Stored data entries:
*****

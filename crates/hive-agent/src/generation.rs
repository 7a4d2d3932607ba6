//! Generation service seam
//!
//! Workers and queens only see [`GenerationService`]; the HTTP client is one
//! implementation and tests plug in scripted ones.

use async_trait::async_trait;
use hive_core::{HiveError, Result};
use std::time::Duration;
use tokio_util::sync::CancellationToken;

/// Opaque text generator
#[async_trait]
pub trait GenerationService: Send + Sync {
    /// Produce text for a system/user prompt pair
    ///
    /// Implementations should stop waiting and return `HiveError::Cancelled`
    /// once `cancel` fires.
    async fn generate(
        &self,
        system_prompt: &str,
        user_prompt: &str,
        cancel: &CancellationToken,
    ) -> Result<String>;
}

/// Caller-supplied cancellation and deadline for one execution
#[derive(Debug, Clone, Default)]
pub struct ExecutionOptions {
    pub cancel: CancellationToken,
    pub deadline: Option<Duration>,
}

impl ExecutionOptions {
    pub fn new() -> Self {
        Self::default()
    }

    pub fn with_cancel(mut self, cancel: CancellationToken) -> Self {
        self.cancel = cancel;
        self
    }

    pub fn with_deadline(mut self, deadline: Duration) -> Self {
        self.deadline = Some(deadline);
        self
    }
}

/// Call a generator under the caller's cancellation token and deadline
pub async fn generate_with(
    service: &dyn GenerationService,
    system_prompt: &str,
    user_prompt: &str,
    options: &ExecutionOptions,
) -> Result<String> {
    if options.cancel.is_cancelled() {
        return Err(HiveError::Cancelled("generation cancelled before start".to_string()));
    }

    let call = async {
        tokio::select! {
            biased;
            _ = options.cancel.cancelled() => {
                Err(HiveError::Cancelled("generation cancelled".to_string()))
            }
            result = service.generate(system_prompt, user_prompt, &options.cancel) => result,
        }
    };

    match options.deadline {
        Some(deadline) => tokio::time::timeout(deadline, call).await.map_err(|_| {
            HiveError::Timeout(format!("generation exceeded {:?} deadline", deadline))
        })?,
        None => call.await,
    }
}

*****

[Requirement]: The answer is the data above, retyped exactly in full.

[Response box]:
filename crates/hive-agent/src/generation.rs
repository 7a4d2d3932607ba6
//! Generation service seam
//!
//! Workers and queens only see [`GenerationService`]; the HTTP client is one
//! implementation and tests plug in scripted ones.

use async_trait::async_trait;
use hive_core::{HiveError, Result};
use std::time::Duration;
use tokio_util::sync::CancellationToken;

/// Opaque text generator
#[async_trait]
pub trait GenerationService: Send + Sync {
    /// Produce text for a system/user prompt pair
    ///
    /// Implementations should stop waiting and return `HiveError::Cancelled`
    /// once `cancel` fires.
    async fn generate(
        &self,
        system_prompt: &str,
        user_prompt: &str,
        cancel: &CancellationToken,
    ) -> Result<String>;
}

/// Caller-supplied cancellation and deadline for one execution
#[derive(Debug, Clone, Default)]
pub struct ExecutionOptions {
    pub cancel: CancellationToken,
    pub deadline: Option<Duration>,
}

impl ExecutionOptions {
    pub fn new() -> Self {
        Self::default()
    }

    pub fn with_cancel(mut self, cancel: CancellationToken) -> Self {
        self.cancel = cancel;
        self
    }

    pub fn with_deadline(mut self, deadline: Duration) -> Self {
        self.deadline = Some(deadline);
        self
    }
}

/// Call a generator under the caller's cancellation token and deadline
pub async fn generate_with(
    service: &dyn GenerationService,
    system_prompt: &str,
    user_prompt: &str,
    options: &ExecutionOptions,
) -> Result<String> {
    if options.cancel.is_cancelled() {
        return Err(HiveError::Cancelled("generation cancelled before start".to_string()));
    }

    let call = async {
        tokio::select! {
            biased;
            _ = options.cancel.cancelled() => {
                Err(HiveError::Cancelled("generation cancelled".to_string()))
            }
            result = service.generate(system_prompt, user_prompt, &options.cancel) => result,
        }
    };

    match options.deadline {
        Some(deadline) => tokio::time::timeout(deadline, call).await.map_err(|_| {
            HiveError::Timeout(format!("generation exceeded {:?} deadline", deadline))
        })?,
        None => call.await,
    }
}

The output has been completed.